- _The problem_
Make an exact copy of all the records.

BEGIN Entries shown

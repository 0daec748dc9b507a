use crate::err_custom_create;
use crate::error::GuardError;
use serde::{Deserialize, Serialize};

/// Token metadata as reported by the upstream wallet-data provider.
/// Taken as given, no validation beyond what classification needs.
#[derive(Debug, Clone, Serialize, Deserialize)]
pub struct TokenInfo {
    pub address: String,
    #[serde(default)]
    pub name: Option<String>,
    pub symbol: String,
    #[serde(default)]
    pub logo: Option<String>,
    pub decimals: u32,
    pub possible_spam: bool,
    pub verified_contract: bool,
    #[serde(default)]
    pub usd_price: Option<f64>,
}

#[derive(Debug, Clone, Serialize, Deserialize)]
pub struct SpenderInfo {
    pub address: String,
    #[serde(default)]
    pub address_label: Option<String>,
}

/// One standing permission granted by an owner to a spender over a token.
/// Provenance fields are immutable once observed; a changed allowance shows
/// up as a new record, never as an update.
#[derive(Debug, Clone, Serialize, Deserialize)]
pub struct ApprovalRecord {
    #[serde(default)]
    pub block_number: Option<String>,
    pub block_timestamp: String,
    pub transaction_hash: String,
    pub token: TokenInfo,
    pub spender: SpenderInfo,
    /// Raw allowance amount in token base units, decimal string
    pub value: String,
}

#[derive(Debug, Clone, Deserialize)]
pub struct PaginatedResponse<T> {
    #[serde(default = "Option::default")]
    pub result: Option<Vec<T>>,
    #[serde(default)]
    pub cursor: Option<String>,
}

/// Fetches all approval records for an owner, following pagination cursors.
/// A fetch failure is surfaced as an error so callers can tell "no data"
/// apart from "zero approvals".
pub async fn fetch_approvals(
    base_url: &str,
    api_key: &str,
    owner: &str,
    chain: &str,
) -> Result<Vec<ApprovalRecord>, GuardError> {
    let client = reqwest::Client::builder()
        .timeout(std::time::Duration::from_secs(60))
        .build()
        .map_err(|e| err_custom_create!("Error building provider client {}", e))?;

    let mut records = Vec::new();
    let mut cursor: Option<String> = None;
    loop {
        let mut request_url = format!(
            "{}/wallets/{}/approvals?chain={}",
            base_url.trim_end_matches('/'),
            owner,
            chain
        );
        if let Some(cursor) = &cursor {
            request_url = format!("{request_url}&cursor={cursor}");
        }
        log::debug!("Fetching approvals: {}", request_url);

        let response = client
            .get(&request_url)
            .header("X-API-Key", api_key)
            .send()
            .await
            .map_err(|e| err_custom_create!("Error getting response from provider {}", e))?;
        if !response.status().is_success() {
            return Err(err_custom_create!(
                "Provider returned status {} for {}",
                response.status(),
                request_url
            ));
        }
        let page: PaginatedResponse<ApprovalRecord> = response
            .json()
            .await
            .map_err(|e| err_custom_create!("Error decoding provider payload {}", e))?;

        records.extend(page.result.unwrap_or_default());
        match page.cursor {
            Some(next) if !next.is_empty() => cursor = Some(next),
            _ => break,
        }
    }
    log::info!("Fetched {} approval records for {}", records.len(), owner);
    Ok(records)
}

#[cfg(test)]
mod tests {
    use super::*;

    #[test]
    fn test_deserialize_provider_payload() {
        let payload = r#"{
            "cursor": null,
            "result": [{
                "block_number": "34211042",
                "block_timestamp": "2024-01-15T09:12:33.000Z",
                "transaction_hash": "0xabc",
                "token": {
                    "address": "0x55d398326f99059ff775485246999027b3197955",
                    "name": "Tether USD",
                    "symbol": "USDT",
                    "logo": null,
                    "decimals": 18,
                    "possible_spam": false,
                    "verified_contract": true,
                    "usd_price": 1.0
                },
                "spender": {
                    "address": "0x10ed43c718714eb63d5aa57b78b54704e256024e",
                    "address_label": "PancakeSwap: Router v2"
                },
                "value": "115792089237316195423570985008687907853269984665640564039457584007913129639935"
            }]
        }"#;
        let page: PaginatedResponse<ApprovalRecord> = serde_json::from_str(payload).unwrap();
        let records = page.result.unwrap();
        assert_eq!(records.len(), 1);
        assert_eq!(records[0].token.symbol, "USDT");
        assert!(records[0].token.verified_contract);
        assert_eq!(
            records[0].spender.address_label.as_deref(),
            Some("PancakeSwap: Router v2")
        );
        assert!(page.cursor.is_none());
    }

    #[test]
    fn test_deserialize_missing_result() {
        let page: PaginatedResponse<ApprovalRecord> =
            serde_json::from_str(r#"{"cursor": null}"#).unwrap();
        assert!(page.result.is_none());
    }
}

END Entries shown

- _Task answer_
repository 0daec748dc9b507a
use crate::err_custom_create;
use crate::error::GuardError;
use serde::{Deserialize, Serialize};

/// Token metadata as reported by the upstream wallet-data provider.
/// Taken as given, no validation beyond what classification needs.
#[derive(Debug, Clone, Serialize, Deserialize)]
pub struct TokenInfo {
    pub address: String,
    #[serde(default)]
    pub name: Option<String>,
    pub symbol: String,
    #[serde(default)]
    pub logo: Option<String>,
    pub decimals: u32,
    pub possible_spam: bool,
    pub verified_contract: bool,
    #[serde(default)]
    pub usd_price: Option<f64>,
}

#[derive(Debug, Clone, Serialize, Deserialize)]
pub struct SpenderInfo {
    pub address: String,
    #[serde(default)]
    pub address_label: Option<String>,
}

/// One standing permission granted by an owner to a spender over a token.
/// Provenance fields are immutable once observed; a changed allowance shows
/// up as a new record, never as an update.
#[derive(Debug, Clone, Serialize, Deserialize)]
pub struct ApprovalRecord {
    #[serde(default)]
    pub block_number: Option<String>,
    pub block_timestamp: String,
    pub transaction_hash: String,
    pub token: TokenInfo,
    pub spender: SpenderInfo,
    /// Raw allowance amount in token base units, decimal string
    pub value: String,
}

#[derive(Debug, Clone, Deserialize)]
pub struct PaginatedResponse<T> {
    #[serde(default = "Option::default")]
    pub result: Option<Vec<T>>,
    #[serde(default)]
    pub cursor: Option<String>,
}

/// Fetches all approval records for an owner, following pagination cursors.
/// A fetch failure is surfaced as an error so callers can tell "no data"
/// apart from "zero approvals".
pub async fn fetch_approvals(
    base_url: &str,
    api_key: &str,
    owner: &str,
    chain: &str,
) -> Result<Vec<ApprovalRecord>, GuardError> {
    let client = reqwest::Client::builder()
        .timeout(std::time::Duration::from_secs(60))
        .build()
        .map_err(|e| err_custom_create!("Error building provider client {}", e))?;

    let mut records = Vec::new();
    let mut cursor: Option<String> = None;
    loop {
        let mut request_url = format!(
            "{}/wallets/{}/approvals?chain={}",
            base_url.trim_end_matches('/'),
            owner,
            chain
        );
        if let Some(cursor) = &cursor {
            request_url = format!("{request_url}&cursor={cursor}");
        }
        log::debug!("Fetching approvals: {}", request_url);

        let response = client
            .get(&request_url)
            .header("X-API-Key", api_key)
            .send()
            .await
            .map_err(|e| err_custom_create!("Error getting response from provider {}", e))?;
        if !response.status().is_success() {
            return Err(err_custom_create!(
                "Provider returned status {} for {}",
                response.status(),
                request_url
            ));
        }
        let page: PaginatedResponse<ApprovalRecord> = response
            .json()
            .await
            .map_err(|e| err_custom_create!("Error decoding provider payload {}", e))?;

        records.extend(page.result.unwrap_or_default());
        match page.cursor {
            Some(next) if !next.is_empty() => cursor = Some(next),
            _ => break,
        }
    }
    log::info!("Fetched {} approval records for {}", records.len(), owner);
    Ok(records)
}

#[cfg(test)]
mod tests {
    use super::*;

    #[test]
    fn test_deserialize_provider_payload() {
        let payload = r#"{
            "cursor": null,
            "result": [{
                "block_number": "34211042",
                "block_timestamp": "2024-01-15T09:12:33.000Z",
                "transaction_hash": "0xabc",
                "token": {
                    "address": "0x55d398326f99059ff775485246999027b3197955",
                    "name": "Tether USD",
                    "symbol": "USDT",
                    "logo": null,
                    "decimals": 18,
                    "possible_spam": false,
                    "verified_contract": true,
                    "usd_price": 1.0
                },
                "spender": {
                    "address": "0x10ed43c718714eb63d5aa57b78b54704e256024e",
                    "address_label": "PancakeSwap: Router v2"
                },
                "value": "115792089237316195423570985008687907853269984665640564039457584007913129639935"
            }]
        }"#;
        let page: PaginatedResponse<ApprovalRecord> = serde_json::from_str(payload).unwrap();
        let records = page.result.unwrap();
        assert_eq!(records.len(), 1);
        assert_eq!(records[0].token.symbol, "USDT");
        assert!(records[0].token.verified_contract);
        assert_eq!(
            records[0].spender.address_label.as_deref(),
            Some("PancakeSwap: Router v2")
        );
        assert!(page.cursor.is_none());
    }

    #[test]
    fn test_deserialize_missing_result() {
        let page: PaginatedResponse<ApprovalRecord> =
            serde_json::from_str(r#"{"cursor": null}"#).unwrap();
        assert!(page.result.is_none());
    }
}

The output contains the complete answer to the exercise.